§ **Required action**
Work out the count of lines in the entries below that include "BankTransferPayment", and write only that count.

[Dataset entries — start]

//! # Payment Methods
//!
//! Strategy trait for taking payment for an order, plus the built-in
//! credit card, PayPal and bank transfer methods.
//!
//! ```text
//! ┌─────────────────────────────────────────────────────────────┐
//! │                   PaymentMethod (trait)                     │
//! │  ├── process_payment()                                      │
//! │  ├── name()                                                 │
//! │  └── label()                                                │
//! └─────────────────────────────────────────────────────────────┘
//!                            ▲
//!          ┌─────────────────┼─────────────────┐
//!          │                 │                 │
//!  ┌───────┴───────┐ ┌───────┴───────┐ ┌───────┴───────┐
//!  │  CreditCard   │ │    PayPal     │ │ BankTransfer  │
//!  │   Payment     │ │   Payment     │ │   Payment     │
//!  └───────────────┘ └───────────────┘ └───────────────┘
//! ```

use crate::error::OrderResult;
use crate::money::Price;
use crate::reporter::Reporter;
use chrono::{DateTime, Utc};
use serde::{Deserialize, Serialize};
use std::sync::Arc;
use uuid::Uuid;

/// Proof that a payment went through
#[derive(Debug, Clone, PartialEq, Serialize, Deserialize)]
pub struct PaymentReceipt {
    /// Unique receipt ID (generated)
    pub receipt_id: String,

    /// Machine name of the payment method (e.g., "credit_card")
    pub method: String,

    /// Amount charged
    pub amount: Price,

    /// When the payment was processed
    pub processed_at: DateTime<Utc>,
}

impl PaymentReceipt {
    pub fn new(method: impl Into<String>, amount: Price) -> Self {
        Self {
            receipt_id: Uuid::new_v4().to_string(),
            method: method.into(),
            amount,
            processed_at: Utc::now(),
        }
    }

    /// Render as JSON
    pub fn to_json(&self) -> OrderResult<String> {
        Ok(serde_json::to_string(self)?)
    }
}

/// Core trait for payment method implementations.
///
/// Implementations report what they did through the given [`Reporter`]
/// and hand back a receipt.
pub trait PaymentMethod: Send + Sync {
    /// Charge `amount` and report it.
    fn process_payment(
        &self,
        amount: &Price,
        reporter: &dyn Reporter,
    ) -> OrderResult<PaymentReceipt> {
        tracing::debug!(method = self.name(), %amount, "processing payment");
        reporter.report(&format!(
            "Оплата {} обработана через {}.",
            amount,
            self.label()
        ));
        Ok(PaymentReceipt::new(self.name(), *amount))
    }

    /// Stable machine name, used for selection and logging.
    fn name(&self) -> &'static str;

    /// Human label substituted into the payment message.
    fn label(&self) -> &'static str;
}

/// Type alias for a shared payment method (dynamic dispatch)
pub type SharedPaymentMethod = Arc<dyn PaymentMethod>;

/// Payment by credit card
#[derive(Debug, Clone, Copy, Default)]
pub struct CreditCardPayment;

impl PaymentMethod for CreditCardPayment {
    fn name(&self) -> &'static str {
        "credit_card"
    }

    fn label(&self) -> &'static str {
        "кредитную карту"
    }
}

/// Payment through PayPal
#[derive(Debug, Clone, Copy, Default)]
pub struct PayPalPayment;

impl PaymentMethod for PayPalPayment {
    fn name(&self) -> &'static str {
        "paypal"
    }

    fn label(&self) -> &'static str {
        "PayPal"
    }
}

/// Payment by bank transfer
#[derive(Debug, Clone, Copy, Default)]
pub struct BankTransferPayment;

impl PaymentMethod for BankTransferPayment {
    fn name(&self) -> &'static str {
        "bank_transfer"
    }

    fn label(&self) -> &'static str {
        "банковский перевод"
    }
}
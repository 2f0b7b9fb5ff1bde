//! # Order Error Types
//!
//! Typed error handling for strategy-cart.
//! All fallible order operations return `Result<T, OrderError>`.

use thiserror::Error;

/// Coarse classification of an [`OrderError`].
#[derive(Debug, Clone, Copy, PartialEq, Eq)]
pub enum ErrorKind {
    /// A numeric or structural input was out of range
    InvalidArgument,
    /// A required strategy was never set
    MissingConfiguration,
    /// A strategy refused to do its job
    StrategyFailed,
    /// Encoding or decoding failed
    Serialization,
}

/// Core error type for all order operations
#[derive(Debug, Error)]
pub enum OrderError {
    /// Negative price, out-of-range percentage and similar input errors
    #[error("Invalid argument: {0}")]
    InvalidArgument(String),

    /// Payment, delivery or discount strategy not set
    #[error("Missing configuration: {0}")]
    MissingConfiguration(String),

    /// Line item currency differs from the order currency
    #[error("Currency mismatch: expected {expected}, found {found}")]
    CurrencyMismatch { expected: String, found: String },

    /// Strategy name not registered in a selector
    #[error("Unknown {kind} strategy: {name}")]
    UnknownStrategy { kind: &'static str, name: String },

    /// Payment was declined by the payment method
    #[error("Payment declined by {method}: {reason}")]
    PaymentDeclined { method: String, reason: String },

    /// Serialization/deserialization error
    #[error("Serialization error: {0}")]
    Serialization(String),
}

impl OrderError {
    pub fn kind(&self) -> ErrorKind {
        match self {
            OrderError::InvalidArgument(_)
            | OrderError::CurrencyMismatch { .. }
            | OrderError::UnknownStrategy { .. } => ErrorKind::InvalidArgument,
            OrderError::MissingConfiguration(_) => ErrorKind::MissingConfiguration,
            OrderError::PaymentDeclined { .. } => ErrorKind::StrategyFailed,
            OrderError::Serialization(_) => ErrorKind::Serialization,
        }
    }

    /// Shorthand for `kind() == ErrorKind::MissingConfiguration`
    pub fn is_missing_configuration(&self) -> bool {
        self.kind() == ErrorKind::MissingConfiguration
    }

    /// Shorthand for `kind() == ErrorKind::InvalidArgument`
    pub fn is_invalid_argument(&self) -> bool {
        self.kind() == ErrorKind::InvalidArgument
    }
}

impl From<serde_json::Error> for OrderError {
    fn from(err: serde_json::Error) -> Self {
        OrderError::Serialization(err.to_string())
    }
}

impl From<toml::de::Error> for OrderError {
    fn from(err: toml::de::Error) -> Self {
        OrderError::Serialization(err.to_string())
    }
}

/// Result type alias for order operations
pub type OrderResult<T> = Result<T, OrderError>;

[Dataset entries — finish]

§ **Answer section**
2